Hasta ahora, la libertad que perseguía la civilización occidental era la
limitación del poder del Estado sobre el individuo y un gradual avance hacia la
igualdad ante la ley. Sin embargo, aquellos reclamos de insuficiencia que se hicieren
en el siglo anterior ya no podían ser acallados por el sistema.
Aquellos que mantenían que la libertad era impensable sin igualdad
económica cobraban fuerza, sobre todo en entornos sumamente empobrecidos por
la guerra y previamente dominados por el absolutismo. De esa manera, por la fuerza
de las armas, el comunismo se instaura en Rusia en seria contraposición al ideal
liberal.
Lo mismo sucederá de manera focalizada en Alemania, cuando los
comunistas tomen Múnich y establezcan un gobierno popular de corta duración. En
Francia e Italia, si bien la insurrección no será abierta, las economías devastadas
daban pie para que la opinión pública empezara a inclinarse en pro de alternativas
más igualitarias. Pero no serían las únicas opciones.
También en respuesta al declive del sistema liberal decimonónico, pero con
una aversión existencial por el comunismo, se empieza a desarrollar una segunda
ideología que privilegiaría un sentido más limitado de la libertad, guiado por
principios más conservadores. Es la libertad para nosotros por encima de los otros,
el fascismo. Esta sería la alternativa que triunfaría posteriormente en Italia,
Alemania, España y Portugal, que desarrollarían cada uno una variante sui generis
de las mismas ideas (nacionalsocialismo, falangismo, etc.)
Sin embargo, y pese a su natural antagonismo, ambas ideologías lesionarían
de igual manera el concepto de libertad que manejaba occidente: la libertad frente
al Estado desaparecería en nombre de una supuesta libertad superior, ideal y futura.

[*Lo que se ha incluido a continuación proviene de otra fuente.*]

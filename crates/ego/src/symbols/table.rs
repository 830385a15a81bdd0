use ahash::AHashMap;
use uuid::Uuid;

use super::TableId;
use crate::value::Value;

/// Number of value slots in one storage bin.
pub const SYMBOL_ALLOCATION_SIZE: usize = 32;

/// Per-symbol bookkeeping: where the value lives and how it may be written.
#[derive(Debug, Clone, Copy)]
pub(crate) struct SymbolAttribute {
    pub slot: usize,
    pub readonly: bool,
    pub constant: bool,
}

/// One scope of named values.
///
/// Values are stored in fixed-size bins. Growing the table appends a bin and
/// never moves an existing one, so a slot number stays valid for the life of
/// the table.
#[derive(Debug)]
pub struct SymbolTable {
    pub(crate) name: String,
    pub(crate) id: Uuid,
    pub(crate) parent: Option<TableId>,
    pub(crate) boundary: bool,
    pub(crate) shared: bool,
    pub(crate) is_root: bool,
    pub(crate) for_package: String,
    pub(crate) symbols: AHashMap<String, SymbolAttribute>,
    values: Vec<Box<[Value]>>,
    size: usize,
}

impl SymbolTable {
    pub(crate) fn new(name: &str, parent: Option<TableId>) -> Self {
        Self {
            name: name.to_owned(),
            id: Uuid::new_v4(),
            parent,
            boundary: false,
            shared: false,
            is_root: false,
            for_package: String::new(),
            symbols: AHashMap::new(),
            values: Vec::new(),
            size: 0,
        }
    }

    /// Hands out the next slot, appending a bin when the current ones are full.
    fn allocate(&mut self) -> usize {
        let slot = self.size;
        if slot / SYMBOL_ALLOCATION_SIZE == self.values.len() {
            self.values
                .push(vec![Value::Null; SYMBOL_ALLOCATION_SIZE].into_boxed_slice());
        }
        self.size += 1;
        slot
    }

    pub(crate) fn value(&self, slot: usize) -> Option<&Value> {
        self.values
            .get(slot / SYMBOL_ALLOCATION_SIZE)
            .and_then(|bin| bin.get(slot % SYMBOL_ALLOCATION_SIZE))
            .filter(|_| slot < self.size)
    }

    pub(crate) fn value_mut(&mut self, slot: usize) -> Option<&mut Value> {
        if slot >= self.size {
            return None;
        }
        self.values
            .get_mut(slot / SYMBOL_ALLOCATION_SIZE)
            .and_then(|bin| bin.get_mut(slot % SYMBOL_ALLOCATION_SIZE))
    }

    pub(crate) fn lookup(&self, name: &str) -> Option<&Value> {
        self.symbols.get(name).and_then(|attr| self.value(attr.slot))
    }

    /// Creates or overwrites `name` in this table, returning its slot.
    pub(crate) fn store(&mut self, name: &str, value: Value) -> usize {
        let slot = match self.symbols.get(name) {
            Some(attr) => attr.slot,
            None => {
                let slot = self.allocate();
                self.symbols.insert(
                    name.to_owned(),
                    SymbolAttribute {
                        slot,
                        readonly: false,
                        constant: false,
                    },
                );
                slot
            }
        };
        if let Some(target) = self.value_mut(slot) {
            *target = value;
        }
        slot
    }

    /// Forgets `name`; the slot is not reused.
    pub(crate) fn remove(&mut self, name: &str) -> bool {
        match self.symbols.remove(name) {
            Some(attr) => {
                if let Some(v) = self.value_mut(attr.slot) {
                    *v = Value::Null;
                }
                true
            }
            None => false,
        }
    }

    /// Number of slots ever allocated.
    pub(crate) fn size(&self) -> usize {
        self.size
    }

    pub(crate) fn bins(&self) -> usize {
        self.values.len()
    }
}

Tanto los estados comunistas como fascistas formarían estructuras totalitarias, es
decir, donde la esfera pública es la única que existe. Desde el Estado se regiría
cada aspecto de la vida de los ciudadanos, persiguiendo y castigando cualquier tipo
de disidencia.
Finalmente, estados como Francia, Gran Bretaña y Estados Unidos seguirían
defendiendo la libertad como esencialmente la libertad frente al Estado, ampliando
la progresiva evolución hacia la igualdad política. Así continuaría Europa hasta que
el choque armado entre los tres modelos ocurra en 1945. Desde una perspectiva
personal, consideramos que el único concepto efectivo de libertad es aquel que
responde a esa evolución del ideal liberal occidental. Toda otra invocación a la
libertad ya sea fascista, comunista o anarquista, es más una amenaza directa a esta
libertad que sacrifica al individuo en los altares del estatismo que una alternativa
viable para la interpretación del concepto.